Recorded information Block Start
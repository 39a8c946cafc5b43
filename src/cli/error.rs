//! CLI-level errors (wraps application errors)

use thiserror::Error;

use crate::application::ApplicationError;

/// CLI errors are the top-level error type.
/// These are what get displayed to the user.
#[derive(Error, Debug)]
pub enum CliError {
    #[error("{0}")]
    Application(#[from] ApplicationError),

    #[error("invalid arguments: {0}")]
    InvalidArgs(String),

    #[error("{0}")]
    Usage(String),

    #[error("I/O error: {context}")]
    Io {
        context: String,
        #[source]
        source: std::io::Error,
    },
}

/// Result type for CLI operations.
pub type CliResult<T> = Result<T, CliError>;

impl CliError {
    /// Create an I/O error with context.
    pub fn io(context: impl Into<String>, source: std::io::Error) -> Self {
        Self::Io {
            context: context.into(),
            source,
        }
    }

    /// Get the appropriate exit code for this error.
    pub fn exit_code(&self) -> i32 {
        match self {
            CliError::InvalidArgs(_) | CliError::Usage(_) => crate::exitcode::USAGE,
            CliError::Io { .. } => crate::exitcode::IOERR,
            CliError::Application(e) => match e {
                ApplicationError::Config { .. } => crate::exitcode::CONFIG,
                ApplicationError::Domain(_)
                | ApplicationError::UnknownNode(_)
                | ApplicationError::AmbiguousNode(_) => crate::exitcode::DATAERR,
            },
        }
    }
}
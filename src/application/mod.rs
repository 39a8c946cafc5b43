//! Application layer: the task board and its text presentation
//!
//! This layer drives the domain forest and turns it into screens, tables and trees.

pub mod board;
pub mod error;
pub mod navigation;
pub mod render;

pub use board::TaskBoard;
pub use error::{ApplicationError, ApplicationResult};
pub use navigation::{reconcile_selection, resolve_focus, Focus};
pub use render::{
    display_title, format_table, render_focus, render_map, render_overview, render_task, render_tree,
    task_rows, TaskRow, ToTermTree,
};
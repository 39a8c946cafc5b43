//! Domain-level errors (no external dependencies)

use thiserror::Error;

/// Domain errors represent invalid input to the task model.
///
/// Addressing a node that is not in the forest is not an error: queries
/// return `None` and mutations return the forest unchanged.
#[derive(Error, Debug, Clone, PartialEq, Eq)]
pub enum DomainError {
    #[error("invalid node id: {0}")]
    InvalidNodeId(String),
}

/// Result type for domain operations.
pub type DomainResult<T> = Result<T, DomainError>;
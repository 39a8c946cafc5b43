//! Command dispatch for the `taskmap` binary

use std::io::{self, IsTerminal};
use std::path::{Path, PathBuf};

use clap::CommandFactory;
use clap_complete::generate;
use tracing::{debug, instrument};

use crate::application::{format_table, render_map, render_tree, task_rows, TaskBoard};
use crate::cli::args::{Cli, Commands, ConfigCommands};
use crate::cli::error::{CliError, CliResult};
use crate::cli::output;
use crate::cli::shell::Session;
use crate::config::{global_config_path, Settings};
use crate::domain::{create_node, Forest, LayoutEngine};

pub fn execute_command(cli: &Cli) -> CliResult<()> {
    match &cli.command {
        None | Some(Commands::Shell) => cmd_shell(load_settings(cli)?),
        Some(Commands::Demo) => cmd_demo(load_settings(cli)?),
        Some(Commands::Layout { children, depth }) => {
            cmd_layout(&load_settings(cli)?, *children, *depth)
        }
        Some(Commands::Config { command }) => match command {
            ConfigCommands::Show => cmd_config_show(&load_settings(cli)?),
            ConfigCommands::Path => cmd_config_path(cli.config.as_deref()),
            ConfigCommands::Init { stdout, force } => {
                cmd_config_init(cli.config.as_deref(), *stdout, *force)
            }
        },
        Some(Commands::Completion { shell }) => {
            let mut cmd = Cli::command();
            let name = cmd.get_name().to_string();
            generate(*shell, &mut cmd, name, &mut io::stdout());
            Ok(())
        }
    }
}

fn load_settings(cli: &Cli) -> CliResult<Settings> {
    let settings = match cli.config.as_deref() {
        Some(path) => {
            if !path.exists() {
                output::warning(&format!("{} not found, using defaults", path.display()));
            }
            Settings::load_from(Some(path))?
        }
        None => Settings::load()?,
    };
    Ok(settings)
}

fn config_target(explicit: Option<&Path>) -> CliResult<PathBuf> {
    explicit
        .map(Path::to_path_buf)
        .or_else(global_config_path)
        .ok_or_else(|| CliError::Usage("cannot determine config directory, use --config".into()))
}

#[instrument(skip(settings))]
fn cmd_shell(settings: Settings) -> CliResult<()> {
    let mut session = Session::new(TaskBoard::new(settings));
    let stdin = io::stdin();
    let interactive = stdin.is_terminal();
    debug!("shell: interactive={}", interactive);
    session.run(stdin.lock(), &mut io::stdout(), interactive)
}

/// Sample board with all three levels plus a bare top-level task.
pub fn demo_board(settings: Settings) -> TaskBoard {
    let mut board = TaskBoard::new(settings);
    let release = board.add_root(Some("Release 1.0"));
    if let Some(backend) = board.add_child(&release, Some("Backend")) {
        board.add_child(&backend, Some("API"));
        board.add_child(&backend, Some("Storage"));
        board.add_child(&backend, Some("Migrations"));
    }
    if let Some(frontend) = board.add_child(&release, Some("Frontend")) {
        board.add_child(&frontend, Some("Layout"));
    }
    board.add_child(&release, Some("Docs"));
    board.add_root(Some("Inbox"));
    board
}

#[instrument(skip(settings))]
fn cmd_demo(settings: Settings) -> CliResult<()> {
    let board = demo_board(settings);
    let labels = &board.settings().labels;

    output::header("Tree");
    output::info(&render_tree(board.forest(), labels));
    output::header("Tasks");
    output::info(&format_table(&task_rows(board.forest(), labels)));
    output::header("Map");
    output::info(&render_map(board.forest(), &board.layout_engine(), labels));
    Ok(())
}

#[instrument(skip(settings))]
fn cmd_layout(settings: &Settings, children: usize, depth: usize) -> CliResult<()> {
    let parent = create_node(Some("node"));
    let parent_id = *parent.id();
    let forest = (0..children).fold(Forest::new().append_root(parent), |forest, _| {
        forest.append_child(&parent_id, None)
    });
    let node = forest
        .find(&parent_id)
        .ok_or_else(|| CliError::Usage("layout node vanished".into()))?;

    let metrics = LayoutEngine::new(settings.layout_config()).compute(node, depth);
    output::info(&format!("children: {children}"));
    output::info(&format!("depth:    {depth}"));
    output::info(&format!("size:     {}", metrics.size));
    output::info(&format!("columns:  {}", metrics.columns));
    output::info(&format!("rows:     {}", metrics.rows(children)));
    output::info(&format!("cell:     {}", metrics.child_max_size));
    Ok(())
}

fn cmd_config_show(settings: &Settings) -> CliResult<()> {
    output::info(&settings.to_toml()?);
    Ok(())
}

fn cmd_config_path(explicit: Option<&Path>) -> CliResult<()> {
    let path = config_target(explicit)?;
    let state = if path.exists() { "" } else { " (not found)" };
    output::info(&format!("{}{}", path.display(), state));
    Ok(())
}

fn cmd_config_init(explicit: Option<&Path>, stdout: bool, force: bool) -> CliResult<()> {
    if stdout {
        output::info(&Settings::template());
        return Ok(());
    }
    let path = config_target(explicit)?;
    write_template(&path, force)?;
    output::success(&format!("created {}", path.display()));
    Ok(())
}

/// Write the config template to `path`, creating parent directories.
pub fn write_template(path: &Path, force: bool) -> CliResult<()> {
    if path.exists() && !force {
        return Err(CliError::Usage(format!(
            "config already exists: {} (use --force to overwrite)",
            path.display()
        )));
    }
    if let Some(parent) = path.parent() {
        std::fs::create_dir_all(parent)
            .map_err(|e| CliError::io(format!("create {}", parent.display()), e))?;
    }
    std::fs::write(path, Settings::template())
        .map_err(|e| CliError::io(format!("write {}", path.display()), e))?;
    debug!("write_template: {}", path.display());
    Ok(())
}
//! Integration tests for Settings loading from a config file.
//!
//! Environment overrides live in `config_env_test.rs` so that process-wide
//! variables never leak into these tests.

use std::fs;

use tempfile::TempDir;

use taskmap::application::ApplicationError;
use taskmap::config::Settings;

#[test]
fn given_no_config_file_when_load_then_defaults() {
    let dir = TempDir::new().unwrap();
    let settings = Settings::load_from(Some(&dir.path().join("missing.toml"))).expect("load");
    assert_eq!(settings, Settings::default());
}

#[test]
fn given_partial_config_when_load_then_only_given_keys_replaced() {
    let dir = TempDir::new().unwrap();
    let path = dir.path().join("taskmap.toml");
    fs::write(
        &path,
        r#"
[layout]
gap = 24
base_sizes = [400, 200]

[labels]
unnamed = "(untitled)"
"#,
    )
    .unwrap();

    let settings = Settings::load_from(Some(&path)).expect("load");

    assert_eq!(settings.layout.gap, 24);
    assert_eq!(settings.layout.base_sizes, vec![400, 200]);
    assert_eq!(settings.layout.padding, Settings::default().layout.padding);
    assert_eq!(settings.labels.unnamed, "(untitled)");
    assert_eq!(settings.labels.empty_cell, "—");
    assert_eq!(settings.layout_config().base_size(5), 200);
}

#[test]
fn given_increasing_base_sizes_when_load_then_config_error() {
    let dir = TempDir::new().unwrap();
    let path = dir.path().join("taskmap.toml");
    fs::write(&path, "[layout]\nbase_sizes = [100, 200]\n").unwrap();

    let result = Settings::load_from(Some(&path));

    assert!(matches!(result, Err(ApplicationError::Config { .. })));
}

#[test]
fn given_malformed_toml_when_load_then_config_error() {
    let dir = TempDir::new().unwrap();
    let path = dir.path().join("taskmap.toml");
    fs::write(&path, "[layout\ngap = ").unwrap();

    assert!(matches!(
        Settings::load_from(Some(&path)),
        Err(ApplicationError::Config { .. })
    ));
}

#[test]
fn given_template_when_loaded_as_config_then_equals_defaults() {
    let dir = TempDir::new().unwrap();
    let path = dir.path().join("taskmap.toml");
    fs::write(&path, Settings::template()).unwrap();

    let settings = Settings::load_from(Some(&path)).expect("load");

    assert_eq!(settings, Settings::default());
}

#[test]
fn given_settings_when_shown_as_toml_then_round_trips_through_file() {
    let dir = TempDir::new().unwrap();
    let path = dir.path().join("taskmap.toml");
    let mut custom = Settings::default();
    custom.titles.fallback = "Todo".into();
    fs::write(&path, custom.to_toml().expect("toml")).unwrap();

    let loaded = Settings::load_from(Some(&path)).expect("load");

    assert_eq!(loaded.default_title(9), "Todo");
}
Recorded information Block End
◆ Exercise directions:
Could you restate word for word the lines above, from the one that contains "output::info(&Settings::template());" through the one that contains "if let Some(parent)", and no others?

◆ Solution to this task:
        output::info(&Settings::template());
        return Ok(());
    }
    let path = config_target(explicit)?;
    write_template(&path, force)?;
    output::success(&format!("created {}", path.display()));
    Ok(())
}

/// Write the config template to `path`, creating parent directories.
pub fn write_template(path: &Path, force: bool) -> CliResult<()> {
    if path.exists() && !force {
        return Err(CliError::Usage(format!(
            "config already exists: {} (use --force to overwrite)",
            path.display()
        )));
    }
    if let Some(parent) = path.parent() {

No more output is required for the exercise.